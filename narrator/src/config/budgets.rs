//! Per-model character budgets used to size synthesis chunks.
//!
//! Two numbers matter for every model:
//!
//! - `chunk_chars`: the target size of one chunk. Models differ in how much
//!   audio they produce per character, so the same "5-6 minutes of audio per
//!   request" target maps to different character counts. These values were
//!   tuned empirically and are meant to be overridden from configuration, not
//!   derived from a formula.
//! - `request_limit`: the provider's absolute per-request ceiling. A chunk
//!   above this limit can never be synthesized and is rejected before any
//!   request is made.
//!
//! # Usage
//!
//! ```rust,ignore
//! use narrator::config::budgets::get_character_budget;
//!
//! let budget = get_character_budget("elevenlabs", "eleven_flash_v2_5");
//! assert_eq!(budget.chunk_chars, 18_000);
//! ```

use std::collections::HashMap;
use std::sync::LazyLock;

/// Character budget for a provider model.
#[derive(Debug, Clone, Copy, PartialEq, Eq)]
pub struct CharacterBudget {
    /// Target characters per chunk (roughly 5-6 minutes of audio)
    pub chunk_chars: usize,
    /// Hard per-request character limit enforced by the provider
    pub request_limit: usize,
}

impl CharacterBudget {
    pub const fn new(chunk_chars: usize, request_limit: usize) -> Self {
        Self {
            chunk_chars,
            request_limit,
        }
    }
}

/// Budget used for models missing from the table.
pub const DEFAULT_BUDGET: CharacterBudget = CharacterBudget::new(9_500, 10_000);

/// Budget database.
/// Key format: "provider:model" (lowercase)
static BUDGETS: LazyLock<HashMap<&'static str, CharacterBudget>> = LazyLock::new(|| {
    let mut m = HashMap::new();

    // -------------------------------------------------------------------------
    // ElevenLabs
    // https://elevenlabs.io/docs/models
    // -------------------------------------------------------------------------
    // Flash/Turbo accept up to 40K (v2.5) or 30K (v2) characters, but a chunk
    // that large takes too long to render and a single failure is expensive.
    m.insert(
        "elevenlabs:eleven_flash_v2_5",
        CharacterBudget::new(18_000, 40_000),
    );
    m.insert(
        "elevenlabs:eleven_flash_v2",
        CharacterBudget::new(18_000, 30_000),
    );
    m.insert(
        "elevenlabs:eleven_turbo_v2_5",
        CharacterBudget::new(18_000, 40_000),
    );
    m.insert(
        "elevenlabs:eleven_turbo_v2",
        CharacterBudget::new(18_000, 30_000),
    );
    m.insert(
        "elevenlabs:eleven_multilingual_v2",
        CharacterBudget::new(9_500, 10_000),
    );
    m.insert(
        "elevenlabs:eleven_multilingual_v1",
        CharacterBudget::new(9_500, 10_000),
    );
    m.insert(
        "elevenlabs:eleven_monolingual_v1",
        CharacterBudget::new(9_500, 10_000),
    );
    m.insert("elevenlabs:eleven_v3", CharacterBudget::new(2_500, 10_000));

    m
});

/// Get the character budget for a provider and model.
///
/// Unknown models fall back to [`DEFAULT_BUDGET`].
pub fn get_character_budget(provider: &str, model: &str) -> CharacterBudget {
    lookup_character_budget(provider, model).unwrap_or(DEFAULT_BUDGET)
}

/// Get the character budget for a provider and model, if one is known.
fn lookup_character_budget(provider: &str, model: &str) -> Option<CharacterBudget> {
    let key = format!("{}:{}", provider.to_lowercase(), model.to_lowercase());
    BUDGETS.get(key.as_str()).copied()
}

- - - - - - -

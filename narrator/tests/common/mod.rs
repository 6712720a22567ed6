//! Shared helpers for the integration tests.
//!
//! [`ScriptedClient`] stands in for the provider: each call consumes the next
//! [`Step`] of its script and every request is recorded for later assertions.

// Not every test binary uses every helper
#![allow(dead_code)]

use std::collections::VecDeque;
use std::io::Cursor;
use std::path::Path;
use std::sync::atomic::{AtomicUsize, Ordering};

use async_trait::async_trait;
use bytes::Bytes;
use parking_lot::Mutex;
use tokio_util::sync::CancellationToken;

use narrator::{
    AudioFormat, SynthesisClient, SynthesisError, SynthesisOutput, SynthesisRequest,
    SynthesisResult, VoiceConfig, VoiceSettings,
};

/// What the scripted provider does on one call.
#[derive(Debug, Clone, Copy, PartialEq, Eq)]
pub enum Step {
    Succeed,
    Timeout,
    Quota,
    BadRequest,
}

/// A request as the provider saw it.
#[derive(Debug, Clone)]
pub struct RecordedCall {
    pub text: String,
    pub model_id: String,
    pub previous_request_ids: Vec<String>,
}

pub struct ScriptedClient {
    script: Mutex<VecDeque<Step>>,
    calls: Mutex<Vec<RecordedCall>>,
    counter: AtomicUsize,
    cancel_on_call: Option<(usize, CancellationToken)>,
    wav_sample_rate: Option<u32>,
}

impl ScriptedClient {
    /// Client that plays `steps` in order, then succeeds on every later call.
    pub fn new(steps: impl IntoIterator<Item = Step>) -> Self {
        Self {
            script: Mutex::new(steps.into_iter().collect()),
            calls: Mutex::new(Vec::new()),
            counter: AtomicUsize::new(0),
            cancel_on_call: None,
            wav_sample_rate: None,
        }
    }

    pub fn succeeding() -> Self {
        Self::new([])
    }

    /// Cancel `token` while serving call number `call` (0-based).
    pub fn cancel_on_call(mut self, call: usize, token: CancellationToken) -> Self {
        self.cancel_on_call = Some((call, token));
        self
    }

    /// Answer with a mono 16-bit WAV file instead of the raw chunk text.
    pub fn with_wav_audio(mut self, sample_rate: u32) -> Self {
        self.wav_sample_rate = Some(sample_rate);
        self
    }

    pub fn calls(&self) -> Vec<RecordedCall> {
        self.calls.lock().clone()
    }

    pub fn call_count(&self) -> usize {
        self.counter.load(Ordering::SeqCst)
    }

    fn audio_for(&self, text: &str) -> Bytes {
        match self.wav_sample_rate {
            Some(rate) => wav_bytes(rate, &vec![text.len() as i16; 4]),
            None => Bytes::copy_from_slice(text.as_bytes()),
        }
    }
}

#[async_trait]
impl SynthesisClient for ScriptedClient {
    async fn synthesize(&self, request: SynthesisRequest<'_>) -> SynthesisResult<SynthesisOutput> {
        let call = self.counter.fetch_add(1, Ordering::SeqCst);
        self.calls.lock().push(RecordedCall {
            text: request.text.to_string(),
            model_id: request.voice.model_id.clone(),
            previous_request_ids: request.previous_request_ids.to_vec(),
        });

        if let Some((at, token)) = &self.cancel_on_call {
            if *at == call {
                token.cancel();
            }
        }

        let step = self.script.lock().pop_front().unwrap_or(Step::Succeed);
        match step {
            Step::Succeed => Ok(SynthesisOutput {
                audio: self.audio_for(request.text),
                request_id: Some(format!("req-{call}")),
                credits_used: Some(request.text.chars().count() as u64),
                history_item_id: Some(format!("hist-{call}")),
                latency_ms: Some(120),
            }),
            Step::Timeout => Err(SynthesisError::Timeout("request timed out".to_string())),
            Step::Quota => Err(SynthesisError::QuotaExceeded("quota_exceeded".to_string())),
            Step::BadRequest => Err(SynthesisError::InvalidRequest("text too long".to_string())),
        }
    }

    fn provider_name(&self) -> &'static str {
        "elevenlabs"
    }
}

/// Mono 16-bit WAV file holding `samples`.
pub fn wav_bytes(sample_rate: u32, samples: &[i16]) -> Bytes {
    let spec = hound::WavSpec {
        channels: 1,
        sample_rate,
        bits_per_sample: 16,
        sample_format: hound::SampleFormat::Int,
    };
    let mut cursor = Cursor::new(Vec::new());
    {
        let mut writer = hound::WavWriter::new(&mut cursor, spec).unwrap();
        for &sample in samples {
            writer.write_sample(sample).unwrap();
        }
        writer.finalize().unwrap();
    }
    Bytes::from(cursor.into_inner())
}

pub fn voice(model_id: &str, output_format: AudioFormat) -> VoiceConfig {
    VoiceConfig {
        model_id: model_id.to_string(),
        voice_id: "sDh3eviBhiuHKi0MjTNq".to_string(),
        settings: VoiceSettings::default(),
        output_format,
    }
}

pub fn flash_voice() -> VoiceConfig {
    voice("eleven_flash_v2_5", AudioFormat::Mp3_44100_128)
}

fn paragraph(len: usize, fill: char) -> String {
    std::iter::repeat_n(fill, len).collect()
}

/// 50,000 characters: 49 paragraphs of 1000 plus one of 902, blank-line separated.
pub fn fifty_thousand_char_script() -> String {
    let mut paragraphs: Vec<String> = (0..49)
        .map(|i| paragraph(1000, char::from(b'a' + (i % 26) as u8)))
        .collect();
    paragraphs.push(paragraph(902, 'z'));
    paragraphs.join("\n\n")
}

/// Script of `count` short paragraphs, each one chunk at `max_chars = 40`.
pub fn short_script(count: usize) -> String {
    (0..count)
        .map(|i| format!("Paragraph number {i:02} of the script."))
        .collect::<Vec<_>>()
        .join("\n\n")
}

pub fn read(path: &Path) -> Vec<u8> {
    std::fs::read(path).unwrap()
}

- - - - - - -

What to work on
Taking the material above, extract exactly and only the lines from the line with "filename narrator/src/config/budgets.rs" to the line with "rejected before any", inclusive of both.

Task result
filename narrator/src/config/budgets.rs
//! Per-model character budgets used to size synthesis chunks.
//!
//! Two numbers matter for every model:
//!
//! - `chunk_chars`: the target size of one chunk. Models differ in how much
//!   audio they produce per character, so the same "5-6 minutes of audio per
//!   request" target maps to different character counts. These values were
//!   tuned empirically and are meant to be overridden from configuration, not
//!   derived from a formula.
//! - `request_limit`: the provider's absolute per-request ceiling. A chunk
//!   above this limit can never be synthesized and is rejected before any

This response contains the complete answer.